In most cases, fractures of the ulnar styloid occur in the setting of fractures of the distal radius in children and adolescents. Cast immobilization used to treat the radius fractures leads to healing of some ulnar styloid fractures, but most do not unite radiographically. Despite nonunion, the vast majority of patients demonstrate excellent clinical outcomes without complaints of ulnar-sided wrist pain, instability, or functional limitation because in most cases, the TFCC remains intact and distal radioulnar joint (DRUJ) stability is not compromised. Symptomatic nonunion of the ulnar styloid presents with painful clicking and ulnar-sided wrist pain. This condition is best treated with excision of the nonunion and fixation of the TFCC to the base of the ulnar styloid. The rare fracture through the base of the ulnar styloid, often a result of high-energy trauma, is associated with DRUJ instability. When such a fracture is identified, some researchers recommend treatment with tension-band fixation and TFCC repair.

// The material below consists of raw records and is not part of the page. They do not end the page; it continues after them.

// Copyright (C) 2026 Fred Clausen
// Use of this source code is governed by an MIT-style
// license that can be found in the LICENSE file or at
// https://opensource.org/licenses/MIT.

use std::collections::{BTreeMap, BTreeSet};

use roombook_domain::{ReservationSlot, ReservationState, Role, TimeRange};
use time::OffsetDateTime;
use time::macros::datetime;

use crate::{BookingStore, CoreError, NewReservation, ReservationRecord, Requester};

pub const ADMIN_ID: i64 = 1;
pub const CLERK_ID: i64 = 2;
pub const OUTSIDER_ID: i64 = 3;

pub const TOWN_HALL: i64 = 10;
pub const LIBRARY: i64 = 20;

pub const COUNCIL_ROOM: i64 = 100;
pub const READING_ROOM: i64 = 200;

/// The fixed "now" every test books against.
pub const NOW: OffsetDateTime = datetime!(2030-05-01 08:00 UTC);

struct StoredReservation {
    room_id: i64,
    user_id: i64,
    range: TimeRange,
    description: Option<String>,
    state: ReservationState,
}

/// An in-memory store with the same observable behaviour as the database.
#[derive(Default)]
pub struct FakeStore {
    users: BTreeMap<i64, BTreeSet<i64>>,
    user_names: BTreeMap<i64, String>,
    buildings: BTreeMap<i64, String>,
    rooms: BTreeMap<i64, (i64, String)>,
    reservations: BTreeMap<i64, StoredReservation>,
    next_reservation_id: i64,
}

impl FakeStore {
    /// Two buildings with one room each. The clerk is assigned to the town
    /// hall only; the admin and the outsider have no assignments.
    pub fn seeded() -> Self {
        let mut store: Self = Self {
            next_reservation_id: 1,
            ..Self::default()
        };
        store.buildings.insert(TOWN_HALL, String::from("Town Hall"));
        store.buildings.insert(LIBRARY, String::from("Library"));
        store
            .rooms
            .insert(COUNCIL_ROOM, (TOWN_HALL, String::from("Council Chamber")));
        store
            .rooms
            .insert(READING_ROOM, (LIBRARY, String::from("Reading Room")));
        store.users.insert(ADMIN_ID, BTreeSet::new());
        store.users.insert(CLERK_ID, BTreeSet::from([TOWN_HALL]));
        store.users.insert(OUTSIDER_ID, BTreeSet::new());
        store.user_names.insert(ADMIN_ID, String::from("Ada Admin"));
        store.user_names.insert(CLERK_ID, String::from("Carl Clerk"));
        store.user_names.insert(OUTSIDER_ID, String::from("Olive Outsider"));
        store
    }

    pub fn assign(&mut self, user_id: i64, building_id: i64) {
        self.users.entry(user_id).or_default().insert(building_id);
    }

    /// Inserts a reservation directly, bypassing the engine.
    pub fn seed_reservation(
        &mut self,
        room_id: i64,
        range: TimeRange,
        state: ReservationState,
    ) -> i64 {
        let id: i64 = self.next_reservation_id;
        self.next_reservation_id += 1;
        self.reservations.insert(
            id,
            StoredReservation {
                room_id,
                user_id: CLERK_ID,
                range,
                description: None,
                state,
            },
        );
        id
    }

    pub fn reservation_count(&self) -> usize {
        self.reservations.len()
    }

    pub fn contains_reservation(&self, reservation_id: i64) -> bool {
        self.reservations.contains_key(&reservation_id)
    }
}

impl BookingStore for FakeStore {
    type Error = CoreError;

    fn authorized_buildings(&mut self, user_id: i64) -> Result<Option<BTreeSet<i64>>, CoreError> {
        Ok(self.users.get(&user_id).cloned())
    }

    fn room_building(&mut self, room_id: i64) -> Result<Option<i64>, CoreError> {
        Ok(self.rooms.get(&room_id).map(|(building_id, _)| *building_id))
    }

    fn reservations_for_room(&mut self, room_id: i64) -> Result<Vec<ReservationSlot>, CoreError> {
        Ok(self
            .reservations
            .iter()
            .filter(|(_, r)| r.room_id == room_id)
            .map(|(id, r)| ReservationSlot::new(*id, r.range, r.state))
            .collect())
    }

    fn insert_reservation(
        &mut self,
        user_id: i64,
        room_id: i64,
        range: &TimeRange,
        description: Option<&str>,
    ) -> Result<ReservationRecord, CoreError> {
        let (building_id, room_name) = self.rooms[&room_id].clone();
        let id: i64 = self.next_reservation_id;
        self.next_reservation_id += 1;
        self.reservations.insert(
            id,
            StoredReservation {
                room_id,
                user_id,
                range: *range,
                description: description.map(str::to_string),
                state: ReservationState::Confirmed,
            },
        );
        let stored: &StoredReservation = &self.reservations[&id];
        Ok(ReservationRecord {
            reservation_id: id,
            room_id,
            room_name,
            building_id,
            building_name: self.buildings[&building_id].clone(),
            user_id: stored.user_id,
            user_name: self.user_names[&user_id].clone(),
            range: stored.range,
            description: stored.description.clone(),
            state: stored.state,
            created_at: String::from("2030-05-01T08:00:00Z"),
        })
    }

    fn reservation_building(&mut self, reservation_id: i64) -> Result<Option<i64>, CoreError> {
        Ok(self
            .reservations
            .get(&reservation_id)
            .map(|r| self.rooms[&r.room_id].0))
    }

    fn remove_reservation(&mut self, reservation_id: i64) -> Result<(), CoreError> {
        self.reservations
            .remove(&reservation_id)
            .map(|_| ())
            .ok_or(CoreError::ReservationNotFound(reservation_id))
    }
}

pub const fn admin() -> Requester {
    Requester::new(ADMIN_ID, Role::Admin)
}

pub const fn clerk() -> Requester {
    Requester::new(CLERK_ID, Role::User)
}

pub const fn outsider() -> Requester {
    Requester::new(OUTSIDER_ID, Role::User)
}

pub fn range(start: OffsetDateTime, end: OffsetDateTime) -> TimeRange {
    TimeRange::new(start, end).unwrap()
}

pub fn booking(room_id: i64, start: OffsetDateTime, end: OffsetDateTime) -> NewReservation {
    NewReservation {
        room_id,
        start,
        end,
        description: None,
    }
}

Pediatric Galeazzi fracture
Distal radius fractures with associated DRUJ disruption, commonly termed Galeazzi fractures, are most often the result of axial loading of the wrist with extreme pronation. In the pediatric patient, DRUJ instability is most commonly a result of a displaced distal ulnar physeal injury ( Fig. 3 ). Unlike in adults, the ligaments that stabilize the DRUJ remain intact and are attached to the ulnar epiphyseal fracture fragment. Because of this, the vast majority of Galeazzi fractures in children may be managed successfully with closed reduction and cast immobilization, with the forearm in supination. Surgical intervention is reserved for irreducible DRUJ disruption, which most commonly occurs secondary to extensor carpi ulnaris tendon or periosteal interposition. Potential long-term sequelae of these injuries include limitations of supination and pronation, ulnar nerve dysfunction, and persistent DRUJ instability.